2024.07.11

自由・平等・民主主義を生んだ古代ギリシア。しかしその社会は「奴隷」に支えられ、「賄賂」が横行していた!?

真理を探究する自然科学と哲学、現代に通じるデモクラシーをも生み出し、「ヨーロッパの源流」とされてきた古代ギリシア文明。しかし、近年の研究では、その意外な成り立ちと暗部も照らし出されている。「地中海世界の歴史〈全8巻〉」の最新第3巻『白熱する人間たちの都市』(本村凌二著)と、講談社学術文庫の新刊『賄賂と民主政 古代ギリシアの美徳と犯罪』(橋場弦著)で見えてくる古代社会の闇とは――。

哲学者には「余暇」と「奴隷」が必要?

メソポタミアからローマ帝国にいたる文明の歴史を、古代ローマ史研究の第一人者・本村凌二氏が新たな視点で描く「地中海世界の歴史〈全8巻〉」(講談社選書メチエ)。すでに刊行された第1巻・第2巻は、発売まもなく重版が決定し、大きな反響を呼んでいる。

シリーズ第3巻となる『白熱する人間たちの都市』が取り上げるのは、エーゲ海とギリシアの文明だ。

〈エーゲ海は紺碧に彩られた人類の愛する海である。この美しい情景のなかで、古来、ギリシア人はこの世を讃美することにことさら熱心であったという。それとともに、この世の仕組みに向けられたまなざしがめばえ、自然や宇宙の根源と法則を究めようとする姿勢が目立ってきた。やがて、人間は自由であり平等であることを自覚するようになり、その政治表現として民主主義すら生み出すようになった。〉(『白熱する人間たちの都市』p.3)

眩しい陽光のなかで自由と平等を愛し、民主政治を生み出した人々――。しかし、その社会は、現代人には容認しがたい暗部を抱え込んでいた。そのひとつが、奴隷の存在だ。

〈古代ギリシアでは、奴隷の存在に疑念がないどころではなく、むしろ奴隷制は当然のごとく認知されていた。よほど貧しい市民でないかぎり、一人二人の奴隷はいたという。だから、豊かな市民なら数名あるいは10名以上の奴隷を所有していたのは当たり前のことだった。〉(同書p.286)

ギリシアの壺に描かれたオリーブを収穫する奴隷。photo/gettyimages

このような雰囲気のなかで、自由を享受する市民の間では、商業や手工業ばかりか、農耕などの生産労働さえも卑しいものと蔑視する風潮も出てきたらしい。

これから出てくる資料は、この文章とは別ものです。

use std::sync::Arc;

use thiserror::Error;

use crate::application::repos::{FollowsRepo, RepoError, UsersRepo};
use crate::domain::entities::UserRecord;

#[derive(Debug, Error)]
pub enum FollowError {
    #[error("unknown author")]
    UnknownAuthor,
    #[error(transparent)]
    Repo(#[from] RepoError),
}

#[derive(Debug, Clone, Copy, PartialEq, Eq)]
pub enum FollowOutcome {
    Created,
    AlreadyFollowing,
    /// Following yourself is ignored.
    SelfFollow,
}

#[derive(Clone)]
pub struct FollowService {
    follows: Arc<dyn FollowsRepo>,
    users: Arc<dyn UsersRepo>,
}

impl FollowService {
    pub fn new(follows: Arc<dyn FollowsRepo>, users: Arc<dyn UsersRepo>) -> Self {
        Self { follows, users }
    }

    pub async fn follow(
        &self,
        follower: &UserRecord,
        username: &str,
    ) -> Result<FollowOutcome, FollowError> {
        let author = self.author(username).await?;
        if author.id == follower.id {
            return Ok(FollowOutcome::SelfFollow);
        }
        if self.follows.follow(follower.id, author.id).await? {
            tracing::info!(
                target = "yatube::application::follows",
                user_id = follower.id,
                author_id = author.id,
                "follow created"
            );
            Ok(FollowOutcome::Created)
        } else {
            Ok(FollowOutcome::AlreadyFollowing)
        }
    }

    /// Returns whether a relation was removed.
    pub async fn unfollow(&self, follower: &UserRecord, username: &str) -> Result<bool, FollowError> {
        let author = self.author(username).await?;
        Ok(self.follows.unfollow(follower.id, author.id).await?)
    }

    async fn author(&self, username: &str) -> Result<UserRecord, FollowError> {
        self.users
            .find_user_by_username(username)
            .await?
            .ok_or(FollowError::UnknownAuthor)
    }
}
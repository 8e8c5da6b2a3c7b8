//! Domain entities mirrored from persistent storage.

use time::OffsetDateTime;

#[derive(Debug, Clone, PartialEq, Eq)]
pub struct UserRecord {
    pub id: i64,
    pub username: String,
    pub first_name: String,
    pub last_name: String,
    pub email: String,
    pub password_hash: String,
    pub created_at: OffsetDateTime,
}

impl UserRecord {
    /// Full name when one is set, otherwise the username.
    pub fn display_name(&self) -> String {
        display_name(&self.username, &self.first_name, &self.last_name)
    }
}

#[derive(Debug, Clone, PartialEq, Eq)]
pub struct GroupRecord {
    pub id: i64,
    pub title: String,
    pub slug: String,
    pub description: String,
}

#[derive(Debug, Clone, PartialEq, Eq)]
pub struct PostRecord {
    pub id: i64,
    pub author_id: i64,
    pub group_id: Option<i64>,
    pub text: String,
    pub image: Option<String>,
    pub created_at: OffsetDateTime,
}

/// Author columns joined onto a post or comment row.
#[derive(Debug, Clone, PartialEq, Eq)]
pub struct AuthorRef {
    pub id: i64,
    pub username: String,
    pub full_name: String,
}

/// Group columns joined onto a post row.
#[derive(Debug, Clone, PartialEq, Eq)]
pub struct GroupRef {
    pub id: i64,
    pub slug: String,
    pub title: String,
}

/// A post together with the related rows every listing renders.
#[derive(Debug, Clone, PartialEq, Eq)]
pub struct PostEntry {
    pub post: PostRecord,
    pub author: AuthorRef,
    pub group: Option<GroupRef>,
}

#[derive(Debug, Clone, PartialEq, Eq)]
pub struct CommentRecord {
    pub id: i64,
    pub post_id: i64,
    pub author_id: i64,
    pub text: String,
    pub created_at: OffsetDateTime,
}

#[derive(Debug, Clone, PartialEq, Eq)]
pub struct CommentEntry {
    pub comment: CommentRecord,
    pub author: AuthorRef,
}

#[derive(Debug, Clone, PartialEq, Eq)]
pub struct FollowRecord {
    pub id: i64,
    pub user_id: i64,
    pub author_id: i64,
}

#[derive(Debug, Clone, PartialEq, Eq)]
pub struct SessionRecord {
    pub token_hash: Vec<u8>,
    pub user_id: i64,
    pub created_at: OffsetDateTime,
    pub expires_at: OffsetDateTime,
}

pub(crate) fn display_name(username: &str, first_name: &str, last_name: &str) -> String {
    let full = format!("{} {}", first_name.trim(), last_name.trim());
    let full = full.trim();
    if full.is_empty() {
        username.to_string()
    } else {
        full.to_string()
    }
}

#[cfg(test)]
mod tests {
    use super::*;

    #[test]
    fn display_name_prefers_full_name() {
        assert_eq!(display_name("leo", "Lev", "Tolstoy"), "Lev Tolstoy");
        assert_eq!(display_name("leo", "", "Tolstoy"), "Tolstoy");
        assert_eq!(display_name("leo", " ", ""), "leo");
    }
}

〈近現代人には「自由人」のかたわらに「奴隷」がいるという社会は信じがたいものがある。しかも、プラトンやアリストテレスのような卓越した知識人すらも臆面もなく「自然による奴隷」つまり「生まれながらの奴隷」などと言っているのだから、古代社会のなかにはどこか底知れないところを感じさせられてしまう。〉(同書p.290)

なぜ、自由・平等の観念とともに、このようなことが受け入れられていたのだろうか。

どうやら、ポリスの市民が国家や政治について議論したり、哲学的な思索をめぐらすためには、なにはともあれ「余暇(スコレ)」が必要であり、市民の余暇が奴隷の担う労働に支えられるのは当然のことと考えられていたらしい。